HIRDAY NARAIN TANDON Vs. KASHI PRASAD TANDON

Decided On November 26, 1982
HIRDAY NARAIN TANDON Appellant
V/S
KASHI PRASAD TANDON Respondents

JUDGEMENT

(1.) THIS is a defendants' second appeal from a preliminary decree in a suit for partition declaring the plaintiff's share in the properties in suit to be one-third, and also that the parties are entitled to accounting between themselves from 12th August, 1954, and both the plaintiff and the contesting defendant No. 1 are the accounting parties, that is to say, liable to render account to each other.

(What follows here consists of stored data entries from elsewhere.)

use std::collections::BTreeMap;
use std::path::{Path, PathBuf};

use cryptoscope_rules::{ContextKind, ValueKind};
use serde::{Deserialize, Serialize};

/// Project-level configuration loaded from `.cryptoscope.toml`.
///
/// Controls which files are scanned, which builtin rules take part, and any
/// user-declared rules. Every field is optional and defaults to scanning
/// everything with the full builtin catalog.
#[derive(Debug, Clone, Serialize, Deserialize)]
pub struct Config {
    /// Glob patterns for file paths to exclude from scanning.
    #[serde(default)]
    pub exclude_paths: Vec<String>,

    /// Rule IDs to drop from the entry set (e.g. `"rand/read"`), builtin or
    /// custom.
    #[serde(default)]
    pub disabled_rules: Vec<String>,

    /// Bundle IDs whose entry rules are dropped (e.g. `"hash"`). Custom
    /// rules belong to the `"custom"` bundle.
    #[serde(default)]
    pub disabled_bundles: Vec<String>,

    /// Maximum file size in bytes. Larger files are skipped.
    #[serde(default)]
    pub max_file_size: Option<u64>,

    /// Whether `_test.go` files are scanned.
    #[serde(default = "default_true")]
    pub include_tests: bool,

    /// User-declared detection rules.
    #[serde(default)]
    pub custom_rules: Vec<CustomRule>,
}

impl Default for Config {
    fn default() -> Self {
        Self {
            exclude_paths: Vec::new(),
            disabled_rules: Vec::new(),
            disabled_bundles: Vec::new(),
            max_file_size: None,
            include_tests: true,
            custom_rules: Vec::new(),
        }
    }
}

const fn default_true() -> bool {
    true
}

/// A user-declared detection rule in `.cryptoscope.toml`.
///
/// Custom rules share the builtin schema but hold owned data and refer to
/// their dependents by rule ID, so they may chain into builtin rules (for
/// example a custom cipher constructor depending on `"cipher/new-gcm"`).
#[derive(Debug, Clone, PartialEq, Eq, Serialize, Deserialize)]
pub struct CustomRule {
    /// Unique identifier, conventionally prefixed with `"custom/"`.
    pub id: String,
    /// Package paths or receiver types the call is made on. Empty matches any.
    #[serde(default)]
    pub targets: Vec<String>,
    /// Function, method or constant names.
    pub methods: Vec<String>,
    /// Fixed value tagged by the rule (e.g. `"ChaCha20"`).
    #[serde(default, skip_serializing_if = "Option::is_none")]
    pub value: Option<String>,
    /// Tag the matched callee or member name instead of a fixed value.
    #[serde(default)]
    pub value_from_member: bool,
    /// Category of the produced construct.
    pub context: ContextKind,
    /// Argument specifications.
    #[serde(default)]
    pub parameters: Vec<CustomParameter>,
    /// Free-form context metadata (e.g. `kind = "AEAD_BLOCK_CIPHER_MODE"`).
    #[serde(default)]
    pub metadata: BTreeMap<String, String>,
    /// IDs of rules that may chain from this call's result.
    #[serde(default)]
    pub dependents: Vec<String>,
    /// Whether the rule is matched on its own, or only through chaining.
    #[serde(default = "default_true")]
    pub entry: bool,
}

/// One argument of a [`CustomRule`].
#[derive(Debug, Clone, PartialEq, Eq, Serialize, Deserialize)]
pub struct CustomParameter {
    /// Declared Go type of the argument, or `"*"` for any.
    #[serde(rename = "type", default = "any_type")]
    pub type_name: String,
    /// Argument position. Defaults to the parameter's position in the list.
    #[serde(default, skip_serializing_if = "Option::is_none")]
    pub index: Option<usize>,
    /// Capture the argument's resolved value as this kind.
    #[serde(default, skip_serializing_if = "Option::is_none")]
    pub detect: Option<ValueKind>,
    /// Match the argument against these rule IDs.
    #[serde(default, skip_serializing_if = "Option::is_none")]
    pub depends: Option<Vec<String>>,
}

fn any_type() -> String {
    "*".to_string()
}

impl Config {
    /// Creates a default configuration with no overrides.
    #[must_use]
    pub fn new() -> Self {
        Self::default()
    }

    /// Loads configuration from a `.cryptoscope.toml` file.
    ///
    /// Returns the default configuration if the file does not exist.
    pub fn load(path: &Path) -> Result<Self, ConfigError> {
        if !path.exists() {
            return Ok(Self::new());
        }

        let content = read_file(path)?;
        parse_toml(path, &content)
    }

    /// Parses configuration from a TOML string.
    pub fn from_toml(content: &str) -> Result<Self, ConfigError> {
        parse_toml(Path::new("<inline>"), content)
    }

    /// Atomically writes this configuration to a `.cryptoscope.toml` file.
    pub fn save(&self, path: &Path) -> Result<(), ConfigError> {
        let content = serialise_toml(self)?;
        write_file(path, &content)
    }

    /// Serialises this configuration to a pretty-printed TOML string.
    pub fn to_toml(&self) -> Result<String, ConfigError> {
        serialise_toml(self)
    }

    /// Returns `true` if rules from the given bundle take part in scanning.
    #[must_use]
    pub fn bundle_enabled(&self, bundle: &str) -> bool {
        !self.disabled_bundles.iter().any(|b| b == bundle)
    }

    /// Returns `true` if the given rule is matched on its own.
    #[must_use]
    pub fn rule_enabled(&self, rule: &str) -> bool {
        !self.disabled_rules.iter().any(|r| r == rule)
    }
}

fn read_file(path: &Path) -> Result<String, ConfigError> {
    std::fs::read_to_string(path).map_err(|source| ConfigError::Read {
        path: path.to_path_buf(),
        source,
    })
}

fn write_file(path: &Path, content: &str) -> Result<(), ConfigError> {
    crate::fs_util::atomic_write(path, content).map_err(|source| ConfigError::Write {
        path: path.to_path_buf(),
        source,
    })
}

fn parse_toml(path: &Path, content: &str) -> Result<Config, ConfigError> {
    toml::from_str(content).map_err(|source| ConfigError::Parse {
        path: path.to_path_buf(),
        source,
    })
}

fn serialise_toml(config: &Config) -> Result<String, ConfigError> {
    toml::to_string_pretty(config).map_err(|source| ConfigError::Serialize { source })
}

/// Errors that can occur when reading, parsing, serialising, or writing
/// a `.cryptoscope.toml` configuration file.
#[derive(Debug, thiserror::Error)]
pub enum ConfigError {
    /// The config file could not be read from disk.
    #[error("failed to read config '{path}': {source}")]
    Read {
        /// Path to the config file that could not be read.
        path: PathBuf,
        /// The underlying I/O error.
        #[source]
        source: std::io::Error,
    },

    /// The config file contained invalid TOML or unexpected values.
    #[error("failed to parse config '{path}': {source}")]
    Parse {
        /// Path to the config file that could not be parsed.
        path: PathBuf,
        /// The underlying TOML deserialization error.
        #[source]
        source: toml::de::Error,
    },

    /// The in-memory configuration could not be serialised to TOML.
    #[error("failed to serialise config: {source}")]
    Serialize {
        /// The underlying TOML serialization error.
        #[source]
        source: toml::ser::Error,
    },

    /// The config file could not be written to disk.
    #[error("failed to write config '{path}': {source}")]
    Write {
        /// Path to the config file that could not be written.
        path: PathBuf,
        /// The underlying I/O error.
        #[source]
        source: std::io::Error,
    },
}

impl ConfigError {
    /// Returns the file path associated with this error, if any.
    ///
    /// `ConfigError::Serialize` errors have no associated path.
    #[must_use]
    pub fn path(&self) -> Option<&Path> {
        match self {
            Self::Read { path, .. } | Self::Parse { path, .. } | Self::Write { path, .. } => Some(path),
            Self::Serialize { .. } => None,
        }
    }
}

(2.) THE plaintiff and the contesting defendant No. 1 are brothers and the defendant No. 2, Smt. Hirobibi, was their mother, who has died during the pendency of the Second Appeal in this Court, and is now represented by the son and daughter of the plaintiff-respondent with the note that the defendant- appellant Hirday Narain Tandon, objected that he was a legal representative of the deceased along with the plaintiff-respondent, and that the plaintiff-respondent's son and daughter were not her legal representatives. THE reason for this kind of a qualified substitution of the heirs of the deceased respondent No. 2 lay in the fact that the son and daughter of the plaintiff-respondent claimed to be her heirs under a will. THE validity of that will was challenged on the ground that Smt. Hiro Bibi had no share in the property in suit, and the question whether she had any share in the property in suit, was the main question to be determined in the appeal. Since the appellant contended that she had no share, and the plaintiff-respondent contended that she had a share, and that she had bequeathed it to his son and daughter, it was considered to be proper that the son and daughter of the plaintiff-respondent, to whom she had purported to bequeath her share, were best entitled to represent her estate in this Second Appeal.

(3.) THE father of the two contesting parties, namely, Lala Ram Prasad Tandon, from whom the property sought to be partitioned had descended, died on 26th Dec. , 1941. THE parties are presumably governed by the Mitakshara School of Hindu Law. In the result, under sub-sec. (2) of S. 3 of the Hindu Women's Rights to Property Act, 1937, the mother of the contesting parties acquired, on the death of Lala Ram Prasad Tandon, the same interest as he himself had in the joint family property, which is the subject- matter of the present suit, and under sub-section (3) thereof, the interest, which so devolved on her, was the limited interest known as a Hindu Women's estate, subject, however, to the proviso that she had the same right of claiming partition as her husband or her sons. She did not claim partition, and, if she had not surrendered her interest, when the Hindu Succession Act, 1956, came into force on 18th June, 1956, the property possessed by her, namely, the interest so acquired by her on the death of her husband in 1941, came to be held by her as full owner and not as limited owner; and as the full owner of her undivided interest in the joint family property, apart from claiming a one-third share in her own right in the suit for partition, she could also bequeath it by will under Section 30 of the Hindu Succession Act.